--- Task input ---

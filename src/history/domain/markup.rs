//! Reader and writer for the tagged message form used inside rendered prompts.
//!
//! Only the subset of XML needed for a single, flat element is understood:
//! one root element with quoted attributes and either text content or a
//! self-closing end. Nested elements, comments, and processing instructions
//! are rejected.

use thiserror::Error;

/// Element name used for tagged messages unless configured otherwise.
pub const DEFAULT_ROOT_KEY: &str = "message";

/// Errors raised while reading a tagged message fragment.
#[derive(Debug, Clone, PartialEq, Eq, Error)]
pub enum MarkupError {
    /// The fragment does not start with the expected element.
    #[error("expected <{expected}> element, found '{found}'")]
    UnexpectedRoot {
        /// The element name that was required.
        expected: String,
        /// The text found where the element should start.
        found: String,
    },

    /// The start tag never reached `>` or `/>`.
    #[error("unterminated start tag")]
    UnterminatedStartTag,

    /// An attribute is not of the form `name="value"`.
    #[error("malformed attribute near '{0}'")]
    MalformedAttribute(String),

    /// An attribute appears more than once.
    #[error("duplicate attribute '{0}'")]
    DuplicateAttribute(String),

    /// An entity or character reference could not be decoded.
    #[error("invalid entity reference '&{0}'")]
    InvalidEntity(String),

    /// The element text contains another element.
    #[error("nested markup is not supported")]
    NestedMarkup,

    /// The element is opened but never closed.
    #[error("missing </{0}> end tag")]
    MissingEndTag(String),

    /// The end tag names a different element.
    #[error("mismatched end tag: expected </{expected}>, found '{found}'")]
    MismatchedEndTag {
        /// The element name that was required.
        expected: String,
        /// The text found in place of the end tag.
        found: String,
    },

    /// Text follows the closed element.
    #[error("unexpected content after element: '{0}'")]
    TrailingContent(String),
}

/// A single parsed (or to-be-rendered) tagged element.
///
/// # Examples
///
/// ```
/// use parley::history::domain::MessageElement;
///
/// let element = MessageElement::parse(r#"<message role="user">1 &lt; 2</message>"#, "message")
///     .expect("well-formed fragment");
/// assert_eq!(element.attribute("role"), Some("user"));
/// assert_eq!(element.text(), "1 < 2");
/// ```
#[derive(Debug, Clone, PartialEq, Eq)]
pub struct MessageElement {
    name: String,
    attributes: Vec<(String, String)>,
    text: String,
}

impl MessageElement {
    /// Creates an element with no attributes and empty text.
    #[must_use]
    pub fn new(name: impl Into<String>) -> Self {
        Self {
            name: name.into(),
            attributes: Vec::new(),
            text: String::new(),
        }
    }

    /// Appends an attribute, replacing any earlier value for the same name.
    #[must_use]
    pub fn with_attribute(mut self, name: impl Into<String>, value: impl Into<String>) -> Self {
        let attribute_name = name.into();
        let attribute_value = value.into();
        match self
            .attributes
            .iter_mut()
            .find(|(existing, _)| *existing == attribute_name)
        {
            Some(slot) => slot.1 = attribute_value,
            None => self.attributes.push((attribute_name, attribute_value)),
        }
        self
    }

    /// Sets the element text.
    #[must_use]
    pub fn with_text(mut self, text: impl Into<String>) -> Self {
        self.text = text.into();
        self
    }

    /// Returns the element name.
    #[must_use]
    pub fn name(&self) -> &str {
        &self.name
    }

    /// Returns the value of the named attribute, if present.
    #[must_use]
    pub fn attribute(&self, name: &str) -> Option<&str> {
        self.attributes
            .iter()
            .find(|(key, _)| key == name)
            .map(|(_, value)| value.as_str())
    }

    /// Returns all attributes in document order.
    pub fn attributes(&self) -> impl Iterator<Item = (&str, &str)> {
        self.attributes
            .iter()
            .map(|(key, value)| (key.as_str(), value.as_str()))
    }

    /// Returns the decoded element text. Self-closing elements have empty text.
    #[must_use]
    pub fn text(&self) -> &str {
        &self.text
    }

    /// Renders the element with an explicit end tag, escaping text and
    /// attribute values.
    #[must_use]
    pub fn render(&self) -> String {
        let mut out = String::with_capacity(self.text.len() + self.name.len() * 2 + 16);
        out.push('<');
        out.push_str(&self.name);
        for (key, value) in &self.attributes {
            out.push(' ');
            out.push_str(key);
            out.push_str("=\"");
            out.push_str(&escape(value, true));
            out.push('"');
        }
        out.push('>');
        out.push_str(&escape(&self.text, false));
        out.push_str("</");
        out.push_str(&self.name);
        out.push('>');
        out
    }

    /// Parses exactly one `<root_key ...>text</root_key>` or
    /// `<root_key .../>` element. Leading and trailing whitespace is ignored.
    ///
    /// # Errors
    ///
    /// Returns [`MarkupError`] when the fragment is not a single well-formed
    /// element named `root_key`.
    pub fn parse(fragment: &str, root_key: &str) -> Result<Self, MarkupError> {
        let mut cursor = Cursor::new(fragment.trim());
        let name = parse_open_name(&mut cursor, root_key)?;
        let mut element = Self::new(name);

        if parse_attributes(&mut cursor, &mut element.attributes)? == TagEnd::SelfClosing {
            return expect_end_of_input(&cursor).map(|()| element);
        }

        let raw_text = cursor.take_while(|character| character != '<');
        if cursor.is_at_end() {
            return Err(MarkupError::MissingEndTag(root_key.to_owned()));
        }
        element.text = unescape(raw_text)?;

        if !cursor.eat("</") {
            return Err(MarkupError::NestedMarkup);
        }
        let closing = cursor.take_while(is_name_char);
        cursor.skip_whitespace();
        if closing != root_key || !cursor.eat(">") {
            return Err(MarkupError::MismatchedEndTag {
                expected: root_key.to_owned(),
                found: preview(closing),
            });
        }
        expect_end_of_input(&cursor)?;
        Ok(element)
    }
}

#[derive(Debug, Clone, Copy, PartialEq, Eq)]
enum TagEnd {
    Open,
    SelfClosing,
}

fn parse_open_name(cursor: &mut Cursor<'_>, root_key: &str) -> Result<String, MarkupError> {
    let unexpected = |found: &str| MarkupError::UnexpectedRoot {
        expected: root_key.to_owned(),
        found: preview(found),
    };
    if !cursor.eat("<") {
        return Err(unexpected(cursor.rest()));
    }
    let name = cursor.take_while(is_name_char);
    if name != root_key {
        return Err(unexpected(name));
    }
    Ok(name.to_owned())
}

fn parse_attributes(
    cursor: &mut Cursor<'_>,
    attributes: &mut Vec<(String, String)>,
) -> Result<TagEnd, MarkupError> {
    loop {
        let separated = cursor.skip_whitespace();
        if cursor.eat("/>") {
            return Ok(TagEnd::SelfClosing);
        }
        if cursor.eat(">") {
            return Ok(TagEnd::Open);
        }
        if cursor.is_at_end() {
            return Err(MarkupError::UnterminatedStartTag);
        }
        if !separated {
            return Err(MarkupError::MalformedAttribute(preview(cursor.rest())));
        }

        let (name, value) = parse_attribute(cursor)?;
        if attributes.iter().any(|(existing, _)| *existing == name) {
            return Err(MarkupError::DuplicateAttribute(name));
        }
        attributes.push((name, value));
    }
}

fn parse_attribute(cursor: &mut Cursor<'_>) -> Result<(String, String), MarkupError> {
    let start = cursor.rest();
    let malformed = || MarkupError::MalformedAttribute(preview(start));

    let name = cursor.take_while(is_name_char);
    if name.is_empty() {
        return Err(malformed());
    }
    cursor.skip_whitespace();
    if !cursor.eat("=") {
        return Err(malformed());
    }
    cursor.skip_whitespace();
    let quote = match cursor.peek() {
        Some(quote @ ('"' | '\'')) => quote,
        _ => return Err(malformed()),
    };
    cursor.advance(quote.len_utf8());
    let raw_value = cursor.take_while(|character| character != quote && character != '<');
    if !cursor.eat_char(quote) {
        return Err(malformed());
    }
    Ok((name.to_owned(), unescape(raw_value)?))
}

fn expect_end_of_input(cursor: &Cursor<'_>) -> Result<(), MarkupError> {
    if cursor.is_at_end() {
        Ok(())
    } else {
        Err(MarkupError::TrailingContent(preview(cursor.rest())))
    }
}

/// Returns `true` when `name` can be written as an attribute name.
#[must_use]
pub fn is_attribute_name(name: &str) -> bool {
    !name.is_empty() && name.chars().all(is_name_char)
}

fn is_name_char(character: char) -> bool {
    character.is_alphanumeric() || matches!(character, '-' | '_' | '.' | ':')
}

fn preview(text: &str) -> String {
    text.chars().take(32).collect()
}

/// Escapes markup-significant characters. Attribute values additionally
/// escape double quotes.
#[must_use]
pub fn escape(text: &str, attribute: bool) -> String {
    let mut out = String::with_capacity(text.len());
    for character in text.chars() {
        match character {
            '&' => out.push_str("&amp;"),
            '<' => out.push_str("&lt;"),
            '>' => out.push_str("&gt;"),
            '"' if attribute => out.push_str("&quot;"),
            _ => out.push(character),
        }
    }
    out
}

/// Decodes the five predefined entities and numeric character references.
///
/// # Errors
///
/// Returns [`MarkupError::InvalidEntity`] for unknown or unterminated
/// references.
pub fn unescape(text: &str) -> Result<String, MarkupError> {
    let mut out = String::with_capacity(text.len());
    let mut rest = text;
    while let Some(amp) = rest.find('&') {
        let (before, reference) = rest.split_at(amp);
        out.push_str(before);
        let body = reference.trim_start_matches('&');
        let Some(semicolon) = body.find(';') else {
            return Err(MarkupError::InvalidEntity(preview(body)));
        };
        let (entity, tail) = body.split_at(semicolon);
        out.push(decode_entity(entity)?);
        rest = tail.strip_prefix(';').unwrap_or(tail);
    }
    out.push_str(rest);
    Ok(out)
}

fn decode_entity(entity: &str) -> Result<char, MarkupError> {
    let invalid = || MarkupError::InvalidEntity(format!("{entity};"));
    match entity {
        "lt" => Ok('<'),
        "gt" => Ok('>'),
        "amp" => Ok('&'),
        "quot" => Ok('"'),
        "apos" => Ok('\''),
        _ => {
            let code = if let Some(hex) = entity
                .strip_prefix("#x")
                .or_else(|| entity.strip_prefix("#X"))
            {
                u32::from_str_radix(hex, 16).map_err(|_| invalid())?
            } else if let Some(decimal) = entity.strip_prefix('#') {
                decimal.parse::<u32>().map_err(|_| invalid())?
            } else {
                return Err(invalid());
            };
            char::from_u32(code).ok_or_else(invalid)
        }
    }
}

/// Byte cursor over a string that only ever stops on character boundaries.
struct Cursor<'a> {
    input: &'a str,
    position: usize,
}

impl<'a> Cursor<'a> {
    const fn new(input: &'a str) -> Self {
        Self { input, position: 0 }
    }

    fn rest(&self) -> &'a str {
        self.input.get(self.position..).unwrap_or_default()
    }

    fn is_at_end(&self) -> bool {
        self.rest().is_empty()
    }

    fn peek(&self) -> Option<char> {
        self.rest().chars().next()
    }

    const fn advance(&mut self, bytes: usize) {
        self.position += bytes;
    }

    fn eat(&mut self, prefix: &str) -> bool {
        if self.rest().starts_with(prefix) {
            self.advance(prefix.len());
            true
        } else {
            false
        }
    }

    fn eat_char(&mut self, expected: char) -> bool {
        if self.peek() == Some(expected) {
            self.advance(expected.len_utf8());
            true
        } else {
            false
        }
    }

    fn take_while(&mut self, predicate: impl Fn(char) -> bool) -> &'a str {
        let rest = self.rest();
        let length = rest
            .char_indices()
            .find(|&(_, character)| !predicate(character))
            .map_or(rest.len(), |(index, _)| index);
        self.advance(length);
        rest.get(..length).unwrap_or_default()
    }

    /// Skips whitespace and reports whether any was consumed.
    fn skip_whitespace(&mut self) -> bool {
        !self.take_while(char::is_whitespace).is_empty()
    }
}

---

-- Exercise instructions --
Starting at the top of the listing above, repeat every line exactly until the line that contains "unless configured otherwise." has been repeated too.

-- Task answer --
filename src/history/domain/markup.rs
//! Reader and writer for the tagged message form used inside rendered prompts.
//!
//! Only the subset of XML needed for a single, flat element is understood:
//! one root element with quoted attributes and either text content or a
//! self-closing end. Nested elements, comments, and processing instructions
//! are rejected.

use thiserror::Error;

/// Element name used for tagged messages unless configured otherwise.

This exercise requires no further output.